Le plus compliqué est derrière nous, il n'y a que 120 km sur une route en mauvais état entre nous et Ziguinchor. Le paysage a changé complètement, nous roulons dans une végétation exubérante qui laisse parfois la place à des champs de riz brillant sous le soleil. Des nids de termites géants se dressent partout dans les champs et sont sans aucun doute la vision la plus étonnante de ce dernier bout de voyage.


Nous montrons une énième fois nos passeports à un poste de contrôle, nous nous arrêtons dans une ville à une trentaine de kilomètres du but pour décharger le garçon grognon et ses tonnes de légumes perchés sur nos têtes, et finalement, vers 19h, nous posons nos pieds sur terre à la gare de Ziguinchor.


Il ne nous aura prix qu'onze heures pour arriver, c'est une performance digne de tout respect même si nous sommes en piteux état. Le couple de Dakar par contre semble sorti en ce moment de chez eux: ils sentent encore bon et leurs vêtements en technicolor ne font pas un pli.

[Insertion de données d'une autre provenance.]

//! Stock ledger models

use chrono::{DateTime, Utc};
use serde::{Deserialize, Serialize};
use uuid::Uuid;

/// Type of stock movement recorded in the ledger
#[derive(Debug, Clone, Copy, PartialEq, Eq, Hash, Serialize, Deserialize)]
#[serde(rename_all = "snake_case")]
pub enum MovementType {
    Receipt,
    Delivery,
    Transfer,
    Adjustment,
}

impl MovementType {
    pub fn as_str(&self) -> &'static str {
        match self {
            MovementType::Receipt => "receipt",
            MovementType::Delivery => "delivery",
            MovementType::Transfer => "transfer",
            MovementType::Adjustment => "adjustment",
        }
    }

    pub fn from_str(s: &str) -> Option<Self> {
        match s {
            "receipt" => Some(MovementType::Receipt),
            "delivery" => Some(MovementType::Delivery),
            "transfer" => Some(MovementType::Transfer),
            "adjustment" => Some(MovementType::Adjustment),
            _ => None,
        }
    }
}

/// Source and destination of a transfer, carried by both of its ledger rows
#[derive(Debug, Clone, Copy, PartialEq, Eq, Serialize, Deserialize)]
pub struct TransferRoute {
    pub source_warehouse_id: Uuid,
    pub source_location_id: Uuid,
    pub destination_warehouse_id: Uuid,
    pub destination_location_id: Uuid,
}

/// One immutable ledger row
#[derive(Debug, Clone, Serialize, Deserialize)]
pub struct LedgerEntry {
    pub id: Uuid,
    pub movement_type: MovementType,
    pub document_id: Uuid,
    pub document_number: String,
    pub product_id: Uuid,
    pub warehouse_id: Uuid,
    pub location_id: Uuid,
    /// Signed change: negative for decreases
    pub quantity: i64,
    pub quantity_before: i64,
    pub quantity_after: i64,
    #[serde(skip_serializing_if = "Option::is_none")]
    pub route: Option<TransferRoute>,
    pub created_by: Uuid,
    pub created_at: DateTime<Utc>,
}

impl LedgerEntry {
    /// `quantity_after == quantity_before + quantity`
    pub fn reconciles(&self) -> bool {
        self.quantity_before.checked_add(self.quantity) == Some(self.quantity_after)
    }
}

Sales et dégoulinants de sueur, mais heureux d'avoir pu atteindre notre objectif, nous nous trainons vers une auberge dans le centre ville qui est économique et complète. Nous nous rabattons sur un hôtel un peu excentré et plus cher, mais ce n'est pas le genre de soirées ou on peut se permettre d'être exigeants. Les chambres sont spacieuses et propres, elles donnent sur le jardin interne. Derrière c'est la forêt et dehors, ce soir, il fait noir comme en Afrique.